-- Opening Marker --

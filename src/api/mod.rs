//! REST API module.
//!
//! Every per-user route carries the user identifier in its path; handlers
//! resolve it into a [`SessionContext`] before touching the data layer.

mod items;
mod meta;
mod notes;
mod todos;
mod watch;

pub use items::*;
pub use meta::*;
pub use notes::*;
pub use todos::*;
pub use watch::*;

use axum::{
    http::StatusCode,
    response::{IntoResponse, Response},
    Json,
};
use serde::Serialize;

use crate::errors::{AppError, AppErrorWithRevision};
use crate::session::{SessionContext, UserId};
use crate::AppState;

/// Success response envelope.
#[derive(Debug, Serialize)]
#[serde(rename_all = "camelCase")]
pub struct ApiResponse<T: Serialize> {
    pub success: bool,
    pub data: T,
    pub revision_id: i64,
}

impl<T: Serialize> ApiResponse<T> {
    pub fn new(data: T, revision_id: i64) -> Self {
        Self {
            success: true,
            data,
            revision_id,
        }
    }
}

impl<T: Serialize> IntoResponse for ApiResponse<T> {
    fn into_response(self) -> Response {
        (StatusCode::OK, Json(self)).into_response()
    }
}

/// Response type that can be either success or error.
pub type ApiResult<T> = Result<ApiResponse<T>, AppErrorWithRevision>;

pub fn success<T: Serialize>(data: T, revision_id: i64) -> ApiResult<T> {
    Ok(ApiResponse::new(data, revision_id))
}

pub fn error<T: Serialize>(err: AppError, revision_id: i64) -> ApiResult<T> {
    Err(AppErrorWithRevision {
        error: err,
        revision_id,
    })
}

/// Wrap the outcome of an operation with the revision it left the store at.
pub async fn respond<T: Serialize>(state: &AppState, result: Result<T, AppError>) -> ApiResult<T> {
    let revision_id = current_revision(state).await;
    match result {
        Ok(data) => success(data, revision_id),
        Err(e) => error(e, revision_id),
    }
}

async fn current_revision(state: &AppState) -> i64 {
    match state.data.store().revision().await {
        Ok(info) => info.revision_id,
        Err(e) => {
            tracing::warn!("Failed to read revision: {}", e);
            0
        }
    }
}

/// Resolve the `{uid}` path segment.
fn session_for(uid: String) -> Result<SessionContext, AppError> {
    Ok(SessionContext::new(UserId::parse(uid)?))
}
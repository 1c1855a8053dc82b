//! Data models for notes, todos and user profiles.
//!
//! Field names are camelCase on the wire and inside stored documents.

mod item;
mod note;
mod profile;
mod revision;
pub mod timestamp;
mod todo;

pub use item::*;
pub use note::*;
pub use profile::*;
pub use revision::*;
pub use todo::*;
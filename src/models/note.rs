//! Note model.

use chrono::{DateTime, Utc};
use serde::{Deserialize, Serialize};

/// A short text note owned by one user.
#[derive(Debug, Clone, PartialEq, Serialize, Deserialize)]
#[serde(rename_all = "camelCase")]
pub struct Note {
    pub id: String,
    pub title: String,
    pub content: String,
    /// Display order matters; duplicates are allowed
    #[serde(default)]
    pub tags: Vec<String>,
    #[serde(with = "super::timestamp")]
    pub created_at: DateTime<Utc>,
    #[serde(with = "super::timestamp")]
    pub updated_at: DateTime<Utc>,
    #[serde(default)]
    pub is_pinned: bool,
}

/// Request body for creating a new note.
#[derive(Debug, Clone, Default, Deserialize)]
#[serde(rename_all = "camelCase")]
pub struct CreateNoteRequest {
    #[serde(default)]
    pub title: String,
    #[serde(default)]
    pub content: String,
}

/// Request body for updating an existing note.
///
/// Absent fields keep their stored value. The update timestamp is never
/// changed by an update; touch it separately.
#[derive(Debug, Clone, Default, Deserialize)]
#[serde(rename_all = "camelCase")]
pub struct UpdateNoteRequest {
    #[serde(default)]
    pub title: Option<String>,
    #[serde(default)]
    pub content: Option<String>,
    #[serde(default)]
    pub tags: Option<Vec<String>>,
    #[serde(default)]
    pub is_pinned: Option<bool>,
}

impl From<&Note> for UpdateNoteRequest {
    fn from(note: &Note) -> Self {
        Self {
            title: Some(note.title.clone()),
            content: Some(note.content.clone()),
            tags: Some(note.tags.clone()),
            is_pinned: Some(note.is_pinned),
        }
    }
}
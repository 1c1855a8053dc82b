//! Note API endpoints.

use axum::{
    extract::{Path, State},
    Json,
};

use super::{respond, session_for, ApiResult};
use crate::errors::AppError;
use crate::models::{CreateNoteRequest, ItemKind, Note, UpdateNoteRequest};
use crate::session::SessionContext;
use crate::AppState;

/// GET /api/users/{uid}/notes - Newest first.
pub async fn list_notes(
    State(state): State<AppState>,
    Path(uid): Path<String>,
) -> ApiResult<Vec<Note>> {
    let result = async {
        let ctx = session_for(uid)?;
        state.data.list_notes(&ctx).await
    }
    .await;
    respond(&state, result).await
}

/// GET /api/users/{uid}/notes/{id}
pub async fn get_note(
    State(state): State<AppState>,
    Path((uid, id)): Path<(String, String)>,
) -> ApiResult<Note> {
    let result = async {
        let ctx = session_for(uid)?;
        fetch_note(&state, &ctx, &id).await
    }
    .await;
    respond(&state, result).await
}

/// POST /api/users/{uid}/notes
pub async fn create_note(
    State(state): State<AppState>,
    Path(uid): Path<String>,
    Json(request): Json<CreateNoteRequest>,
) -> ApiResult<Note> {
    let result = async {
        let ctx = session_for(uid)?;
        let id = state
            .data
            .create_note(&ctx, &request.title, &request.content)
            .await?;
        fetch_note(&state, &ctx, &id).await
    }
    .await;
    respond(&state, result).await
}

/// PUT /api/users/{uid}/notes/{id} - Absent fields are left alone.
pub async fn update_note(
    State(state): State<AppState>,
    Path((uid, id)): Path<(String, String)>,
    Json(request): Json<UpdateNoteRequest>,
) -> ApiResult<Note> {
    let result = async {
        let ctx = session_for(uid)?;
        state.data.update_note(&ctx, &id, &request).await?;
        fetch_note(&state, &ctx, &id).await
    }
    .await;
    respond(&state, result).await
}

/// DELETE /api/users/{uid}/notes/{id} - Succeeds for missing notes.
pub async fn delete_note(
    State(state): State<AppState>,
    Path((uid, id)): Path<(String, String)>,
) -> ApiResult<()> {
    let result = async {
        let ctx = session_for(uid)?;
        state.data.delete(&ctx, ItemKind::Note, &id).await
    }
    .await;
    respond(&state, result).await
}

/// POST /api/users/{uid}/notes/{id}/touch - Move the note to the top of the feed.
pub async fn touch_note(
    State(state): State<AppState>,
    Path((uid, id)): Path<(String, String)>,
) -> ApiResult<Note> {
    let result = async {
        let ctx = session_for(uid)?;
        state.data.touch_updated_at(&ctx, ItemKind::Note, &id).await?;
        fetch_note(&state, &ctx, &id).await
    }
    .await;
    respond(&state, result).await
}

async fn fetch_note(state: &AppState, ctx: &SessionContext, id: &str) -> Result<Note, AppError> {
    state
        .data
        .get_note(ctx, id)
        .await?
        .ok_or_else(|| AppError::NotFound(format!("Note {} not found", id)))
}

-- Closing Marker --

* **Your assignment**:
When you reach the end of the listing, print it again in full, exactly as given.

* **Task solution**:
filename src/api/mod.rs
//! REST API module.
//!
//! Every per-user route carries the user identifier in its path; handlers
//! resolve it into a [`SessionContext`] before touching the data layer.

mod items;
mod meta;
mod notes;
mod todos;
mod watch;

pub use items::*;
pub use meta::*;
pub use notes::*;
pub use todos::*;
pub use watch::*;

use axum::{
    http::StatusCode,
    response::{IntoResponse, Response},
    Json,
};
use serde::Serialize;

use crate::errors::{AppError, AppErrorWithRevision};
use crate::session::{SessionContext, UserId};
use crate::AppState;

/// Success response envelope.
#[derive(Debug, Serialize)]
#[serde(rename_all = "camelCase")]
pub struct ApiResponse<T: Serialize> {
    pub success: bool,
    pub data: T,
    pub revision_id: i64,
}

impl<T: Serialize> ApiResponse<T> {
    pub fn new(data: T, revision_id: i64) -> Self {
        Self {
            success: true,
            data,
            revision_id,
        }
    }
}

impl<T: Serialize> IntoResponse for ApiResponse<T> {
    fn into_response(self) -> Response {
        (StatusCode::OK, Json(self)).into_response()
    }
}

/// Response type that can be either success or error.
pub type ApiResult<T> = Result<ApiResponse<T>, AppErrorWithRevision>;

pub fn success<T: Serialize>(data: T, revision_id: i64) -> ApiResult<T> {
    Ok(ApiResponse::new(data, revision_id))
}

pub fn error<T: Serialize>(err: AppError, revision_id: i64) -> ApiResult<T> {
    Err(AppErrorWithRevision {
        error: err,
        revision_id,
    })
}

/// Wrap the outcome of an operation with the revision it left the store at.
pub async fn respond<T: Serialize>(state: &AppState, result: Result<T, AppError>) -> ApiResult<T> {
    let revision_id = current_revision(state).await;
    match result {
        Ok(data) => success(data, revision_id),
        Err(e) => error(e, revision_id),
    }
}

async fn current_revision(state: &AppState) -> i64 {
    match state.data.store().revision().await {
        Ok(info) => info.revision_id,
        Err(e) => {
            tracing::warn!("Failed to read revision: {}", e);
            0
        }
    }
}

/// Resolve the `{uid}` path segment.
fn session_for(uid: String) -> Result<SessionContext, AppError> {
    Ok(SessionContext::new(UserId::parse(uid)?))
}
repository 1c1855a8053dc82b
//! Data models for notes, todos and user profiles.
//!
//! Field names are camelCase on the wire and inside stored documents.

mod item;
mod note;
mod profile;
mod revision;
pub mod timestamp;
mod todo;

pub use item::*;
pub use note::*;
pub use profile::*;
pub use revision::*;
pub use todo::*;
filename src/models/note.rs
//! Note model.

use chrono::{DateTime, Utc};
use serde::{Deserialize, Serialize};

/// A short text note owned by one user.
#[derive(Debug, Clone, PartialEq, Serialize, Deserialize)]
#[serde(rename_all = "camelCase")]
pub struct Note {
    pub id: String,
    pub title: String,
    pub content: String,
    /// Display order matters; duplicates are allowed
    #[serde(default)]
    pub tags: Vec<String>,
    #[serde(with = "super::timestamp")]
    pub created_at: DateTime<Utc>,
    #[serde(with = "super::timestamp")]
    pub updated_at: DateTime<Utc>,
    #[serde(default)]
    pub is_pinned: bool,
}

/// Request body for creating a new note.
#[derive(Debug, Clone, Default, Deserialize)]
#[serde(rename_all = "camelCase")]
pub struct CreateNoteRequest {
    #[serde(default)]
    pub title: String,
    #[serde(default)]
    pub content: String,
}

/// Request body for updating an existing note.
///
/// Absent fields keep their stored value. The update timestamp is never
/// changed by an update; touch it separately.
#[derive(Debug, Clone, Default, Deserialize)]
#[serde(rename_all = "camelCase")]
pub struct UpdateNoteRequest {
    #[serde(default)]
    pub title: Option<String>,
    #[serde(default)]
    pub content: Option<String>,
    #[serde(default)]
    pub tags: Option<Vec<String>>,
    #[serde(default)]
    pub is_pinned: Option<bool>,
}

impl From<&Note> for UpdateNoteRequest {
    fn from(note: &Note) -> Self {
        Self {
            title: Some(note.title.clone()),
            content: Some(note.content.clone()),
            tags: Some(note.tags.clone()),
            is_pinned: Some(note.is_pinned),
        }
    }
}
repository 1c1855a8053dc82b
//! Note API endpoints.

use axum::{
    extract::{Path, State},
    Json,
};

use super::{respond, session_for, ApiResult};
use crate::errors::AppError;
use crate::models::{CreateNoteRequest, ItemKind, Note, UpdateNoteRequest};
use crate::session::SessionContext;
use crate::AppState;

/// GET /api/users/{uid}/notes - Newest first.
pub async fn list_notes(
    State(state): State<AppState>,
    Path(uid): Path<String>,
) -> ApiResult<Vec<Note>> {
    let result = async {
        let ctx = session_for(uid)?;
        state.data.list_notes(&ctx).await
    }
    .await;
    respond(&state, result).await
}

/// GET /api/users/{uid}/notes/{id}
pub async fn get_note(
    State(state): State<AppState>,
    Path((uid, id)): Path<(String, String)>,
) -> ApiResult<Note> {
    let result = async {
        let ctx = session_for(uid)?;
        fetch_note(&state, &ctx, &id).await
    }
    .await;
    respond(&state, result).await
}

/// POST /api/users/{uid}/notes
pub async fn create_note(
    State(state): State<AppState>,
    Path(uid): Path<String>,
    Json(request): Json<CreateNoteRequest>,
) -> ApiResult<Note> {
    let result = async {
        let ctx = session_for(uid)?;
        let id = state
            .data
            .create_note(&ctx, &request.title, &request.content)
            .await?;
        fetch_note(&state, &ctx, &id).await
    }
    .await;
    respond(&state, result).await
}

/// PUT /api/users/{uid}/notes/{id} - Absent fields are left alone.
pub async fn update_note(
    State(state): State<AppState>,
    Path((uid, id)): Path<(String, String)>,
    Json(request): Json<UpdateNoteRequest>,
) -> ApiResult<Note> {
    let result = async {
        let ctx = session_for(uid)?;
        state.data.update_note(&ctx, &id, &request).await?;
        fetch_note(&state, &ctx, &id).await
    }
    .await;
    respond(&state, result).await
}

/// DELETE /api/users/{uid}/notes/{id} - Succeeds for missing notes.
pub async fn delete_note(
    State(state): State<AppState>,
    Path((uid, id)): Path<(String, String)>,
) -> ApiResult<()> {
    let result = async {
        let ctx = session_for(uid)?;
        state.data.delete(&ctx, ItemKind::Note, &id).await
    }
    .await;
    respond(&state, result).await
}

/// POST /api/users/{uid}/notes/{id}/touch - Move the note to the top of the feed.
pub async fn touch_note(
    State(state): State<AppState>,
    Path((uid, id)): Path<(String, String)>,
) -> ApiResult<Note> {
    let result = async {
        let ctx = session_for(uid)?;
        state.data.touch_updated_at(&ctx, ItemKind::Note, &id).await?;
        fetch_note(&state, &ctx, &id).await
    }
    .await;
    respond(&state, result).await
}

async fn fetch_note(state: &AppState, ctx: &SessionContext, id: &str) -> Result<Note, AppError> {
    state
        .data
        .get_note(ctx, id)
        .await?
        .ok_or_else(|| AppError::NotFound(format!("Note {} not found", id)))
}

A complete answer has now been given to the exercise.